For securing web applications, Spring Security uses servlet filters that intercept servlet requests to perform authentication and enforce security. When securing methods, Spring Security uses Spring AOP to proxy objects, applying aspects that ensure that the user has proper authority to invoke the secured methods.
Security Interceptors:
The actual implementation of a security interceptor will depend on what resource is being secured. If you’re securing a URL in a web application, the security interceptor will be implemented as a servlet filter. But if you’re securing a method invocation, aspects will be used to enforce security. It does not actually apply security rules. Instead, it delegates that responsibility to the various managers.
- Authentication managers
- Access decisions managers
- Run-as managers
- After-invocation managers
Authentication managers:
The authentication manager is responsible for determining who you are. It does this by considering your principal (username) and your credentials (password). The authentication manager is a pluggable interface-based component. This makes it possible to use Spring Security with virtually any authentication mechanism you can imagine. Spring Security comes with authentication managers.
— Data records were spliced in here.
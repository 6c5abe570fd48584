use super::*;
use crate::bitmap::raw::RawImageInfo;

fn red_4x1() -> ImageBitmap {
    let raw = RawImage::new(RawImageInfo::new(4, 1, 3), [255, 0, 0].repeat(4));
    ImageBitmap::from_raw(&raw).unwrap()
}

fn black_2x4() -> ImageBitmap {
    let raw = RawImage::new(RawImageInfo::new(2, 4, 3), vec![0; 2 * 4 * 3]);
    ImageBitmap::from_raw(&raw).unwrap()
}

#[test]
fn new_is_empty_with_alpha() {
    let bitmap = ImageBitmap::new();
    assert_eq!(bitmap.width(), 0);
    assert_eq!(bitmap.height(), 0);
    assert!(bitmap.has_alpha());
    assert!(bitmap.rgb_data().is_empty());
    assert!(bitmap.alpha_data().is_empty());
}

#[test]
fn from_raw_reports_dimensions() {
    let bitmap = black_2x4();
    assert_eq!(bitmap.width(), 2);
    assert_eq!(bitmap.height(), 4);
    assert!(!bitmap.has_alpha());
}

#[test]
fn from_input_adopts_or_builds() {
    let adopted = ImageBitmap::from_input(red_4x1()).unwrap();
    assert_eq!(adopted, red_4x1());

    let raw = RawImage::new(RawImageInfo::new(1, 1, 4), vec![255, 192, 128, 64]);
    let built = ImageBitmap::from_input(raw).unwrap();
    assert_eq!(built.get_rgb(0, 0), [255, 192, 128]);
    assert_eq!(built.get_alpha(0, 0), 64);
    assert!(built.has_alpha());
}

#[test]
fn plane_accessors_expose_backing_data() {
    let bitmap = red_4x1();
    assert_eq!(bitmap.rgb_data(), [255, 0, 0].repeat(4).as_slice());
    assert_eq!(bitmap.alpha_data(), &[255, 255, 255, 255]);
}

#[test]
fn alpha_toggle_controls_channel() {
    let mut bitmap = black_2x4();
    assert!(!bitmap.has_alpha());
    bitmap.enable_alpha();
    assert!(bitmap.has_alpha());

    bitmap.set_alpha(0, 0, 10);
    assert_eq!(bitmap.get_alpha(0, 0), 10);
    bitmap.disable_alpha();
    assert_eq!(bitmap.get_alpha(0, 0), 255);
    assert!(bitmap.alpha_data().iter().all(|&a| a == 255));

    bitmap.set_alpha_enabled(true);
    assert_eq!(bitmap.get_alpha(0, 0), 255);
}

#[test]
fn resize_resizes_and_clamps() {
    let mut bitmap = ImageBitmap::new();
    bitmap.resize(4.0, 4.0).unwrap();
    assert_eq!(bitmap.width(), 4);
    assert_eq!(bitmap.height(), 4);
    assert_eq!(bitmap.rgb_data().len(), 4 * 4 * 3);
    assert_eq!(bitmap.alpha_data().len(), 4 * 4);
    assert!(bitmap.alpha_data().iter().all(|&a| a == 0));

    bitmap.resize(-1.0, -1.0).unwrap();
    assert_eq!(bitmap.width(), 0);
    assert_eq!(bitmap.height(), 0);

    bitmap.resize(2.9, f64::INFINITY).unwrap();
    assert_eq!(bitmap.width(), 2);
    assert_eq!(bitmap.height(), 0);
}

#[test]
fn resize_rejects_too_large() {
    let mut bitmap = ImageBitmap::new();
    assert!(matches!(
        bitmap.resize(2e4, 2e4),
        Err(CleaveError::TooLarge { .. })
    ));
    assert_eq!(bitmap.width(), 0);
}

#[test]
fn resize_with_equal_dimensions_keeps_content() {
    let mut bitmap = red_4x1();
    bitmap.resize(4.0, 1.0).unwrap();
    assert_eq!(bitmap.get_rgb(0, 0), [255, 0, 0]);
}

#[test]
fn resize_zeroes_content_even_if_size_is_unchanged() {
    let mut bitmap = red_4x1();
    assert_eq!(bitmap.get_rgb(0, 0), [255, 0, 0]);
    bitmap.resize(1.0, 4.0).unwrap();
    assert_eq!(bitmap.width(), 1);
    assert_eq!(bitmap.height(), 4);
    assert_eq!(bitmap.get_rgb(0, 0), [0, 0, 0]);
    assert_eq!(bitmap.get_alpha(0, 0), 255);
}

#[test]
fn get_rgb_returns_black_out_of_bounds() {
    let bitmap = red_4x1();
    assert_eq!(bitmap.get_rgb(-2, -2), [0, 0, 0]);
    assert_eq!(bitmap.get_rgb(-1, 0), [0, 0, 0]);
    assert_eq!(bitmap.get_rgb(4, 0), [0, 0, 0]);
    assert_eq!(bitmap.get_rgb(2, 0), [255, 0, 0]);
}

#[test]
fn get_alpha_sentinel_depends_on_alpha_channel() {
    let mut bitmap = red_4x1();
    assert_eq!(bitmap.get_alpha(-2, -2), 255);
    bitmap.enable_alpha();
    assert_eq!(bitmap.get_alpha(-2, -2), 0);
    assert_eq!(bitmap.get_alpha(2, 0), 255);
}

#[test]
fn set_rgb_rejects_wrong_length() {
    let mut bitmap = red_4x1();
    assert!(matches!(
        bitmap.set_rgb(0, 0, &[255, 0]),
        Err(CleaveError::InvalidComponentCount {
            expected: 3,
            actual: 2
        })
    ));
}

#[test]
fn set_rgb_writes_in_bounds_only() {
    let mut bitmap = red_4x1();
    let before = bitmap.clone();
    bitmap.set_rgb_components(-1, 0, 0, 0, 0);
    bitmap.set_rgb(4, 0, &[1, 2, 3]).unwrap();
    assert_eq!(bitmap, before);

    bitmap.set_rgb(0, 0, &[255, 128, 64]).unwrap();
    assert_eq!(bitmap.get_rgb(0, 0), [255, 128, 64]);
    bitmap.set_rgb_components(1, 0, 255, 128, 64);
    assert_eq!(bitmap.get_rgb(1, 0), [255, 128, 64]);
    assert_eq!(bitmap.get_rgb(3, 0), [255, 0, 0]);
}

#[test]
fn set_alpha_requires_alpha_and_bounds() {
    let mut bitmap = red_4x1();
    bitmap.set_alpha(0, 0, 64);
    assert_eq!(bitmap.get_alpha(0, 0), 255);

    bitmap.enable_alpha();
    bitmap.set_alpha(-1, 0, 64);
    assert_eq!(bitmap.get_alpha(3, 0), 255);

    bitmap.set_alpha(1, 0, 64);
    assert_eq!(bitmap.get_alpha(1, 0), 64);
}

#[test]
fn close_reports_zero_size_and_drops_writes() {
    let mut bitmap = red_4x1();
    bitmap.close();
    assert!(bitmap.is_closed());
    assert_eq!(bitmap.width(), 0);
    assert_eq!(bitmap.height(), 0);
    assert_eq!(bitmap.get_rgb(0, 0), [0, 0, 0]);
    bitmap.set_rgb_components(0, 0, 1, 2, 3);
    assert_eq!(bitmap.rgb_data()[..3], [255, 0, 0]);
}
use crate::{bitmap::image_bitmap::ImageBitmap, elements::canvas::Canvas};

/// Context that swaps whole bitmaps into its canvas.
#[derive(Debug)]
pub struct ImageBitmapRenderingContext<'a> {
    canvas: &'a mut Canvas,
}

impl<'a> ImageBitmapRenderingContext<'a> {
    pub(crate) fn new(canvas: &'a mut Canvas) -> Self {
        Self { canvas }
    }

    /// The canvas this context draws into.
    pub fn canvas(&self) -> &Canvas {
        self.canvas
    }

    /// Replace the canvas contents with `bitmap`, taking ownership of it.
    pub fn transfer_from_image_bitmap(&mut self, bitmap: ImageBitmap) {
        self.canvas.set_image_bitmap(bitmap);
    }
}
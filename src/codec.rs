//! Bridge between encoded image files and [`RawImage`].
//!
//! Decoding and encoding are delegated to the `image` crate; the bitmap
//! engine itself only ever sees packed raw pixels.

use std::{io::Cursor, path::Path};

use anyhow::Context as _;
use image::{DynamicImage, ImageBuffer, ImageFormat};

use crate::{
    bitmap::raw::{self, RawImage, RawImageInfo},
    foundation::error::CleaveResult,
};

/// Decode encoded image bytes (PNG, JPEG, ...) into a raw image.
///
/// 8-bit gray, gray+alpha, RGB and RGBA keep their channel layout. Other
/// pixel formats are converted to RGBA8, or RGB8 when they carry no alpha.
#[tracing::instrument(skip(bytes), fields(len = bytes.len()))]
pub fn decode_raw_image(bytes: &[u8]) -> CleaveResult<RawImage> {
    let img = image::load_from_memory(bytes).context("decode image from memory")?;
    Ok(raw_from_dynamic(img))
}

/// Read and decode an image file.
pub fn load_raw_image(path: impl AsRef<Path>) -> CleaveResult<RawImage> {
    let path = path.as_ref();
    let bytes = std::fs::read(path).with_context(|| format!("read image '{}'", path.display()))?;
    decode_raw_image(&bytes)
}

/// Convert a decoded `image` buffer into a raw image.
pub fn raw_from_dynamic(img: DynamicImage) -> RawImage {
    let (width, height) = (img.width(), img.height());
    let (channels, data) = match img {
        DynamicImage::ImageLuma8(buf) => (1u8, buf.into_raw()),
        DynamicImage::ImageLumaA8(buf) => (2, buf.into_raw()),
        DynamicImage::ImageRgb8(buf) => (3, buf.into_raw()),
        DynamicImage::ImageRgba8(buf) => (4, buf.into_raw()),
        other if other.color().has_alpha() => (4, other.to_rgba8().into_raw()),
        other => (3, other.to_rgb8().into_raw()),
    };
    tracing::debug!(width, height, channels, "decoded raw image");

    let mut info = RawImageInfo::new(width, height, channels);
    info.size = Some(data.len());
    RawImage::new(info, data)
}

/// Wrap a validated raw image as an `image` buffer.
pub fn raw_to_dynamic(raw: &RawImage) -> CleaveResult<DynamicImage> {
    let (width, height) = raw::validate(raw)?;
    let data = raw.data.clone();
    let img = match raw.info.channels {
        1 => ImageBuffer::from_raw(width, height, data).map(DynamicImage::ImageLuma8),
        2 => ImageBuffer::from_raw(width, height, data).map(DynamicImage::ImageLumaA8),
        3 => ImageBuffer::from_raw(width, height, data).map(DynamicImage::ImageRgb8),
        _ => ImageBuffer::from_raw(width, height, data).map(DynamicImage::ImageRgba8),
    };
    Ok(img.context("raw image buffer does not match its dimensions")?)
}

/// Encode a raw image as PNG bytes.
#[tracing::instrument(skip(raw), fields(width = raw.info.width, height = raw.info.height))]
pub fn encode_png(raw: &RawImage) -> CleaveResult<Vec<u8>> {
    let img = raw_to_dynamic(raw)?;
    let mut buf = Vec::new();
    img.write_to(&mut Cursor::new(&mut buf), ImageFormat::Png)
        .context("encode png")?;
    Ok(buf)
}

/// Write a raw image to `path`, picking the format from the extension.
/// Missing parent directories are created.
#[tracing::instrument(skip_all, fields(path = %path.as_ref().display()))]
pub fn save_raw_image(path: impl AsRef<Path>, raw: &RawImage) -> CleaveResult<()> {
    let path = path.as_ref();
    if let Some(parent) = path.parent()
        && !parent.as_os_str().is_empty()
    {
        std::fs::create_dir_all(parent)
            .with_context(|| format!("create output dir '{}'", parent.display()))?;
    }
    let img = raw_to_dynamic(raw)?;
    img.save(path)
        .with_context(|| format!("write image '{}'", path.display()))?;
    Ok(())
}

#[cfg(test)]
#[path = "../tests/unit/codec.rs"]
mod tests;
Access decisions managers:
The access decision manager performs authorization, deciding whether to let you in by considering your authentication information and the security attributes that have been associated with the secured resource. The access decision manager is also pluggable.
Run-as managers:
A run-as manager can be used to replace your authentication with an authentication that allows you access to the secured objects that are deeper in your application. Run-as managers are an optional security component and are not necessary in many applications secured by Spring Security.
After-invocation managers:
The after-invocation manager enforces security after the secured resource is accessed. The after-invocation manager also has the option of altering the returned value to ensure that the user is only able to access certain properties of the returned object. Applications only need an after-invocation manager if the application’s security scheme requires that access be restricted at the domain level on a per-instance basis.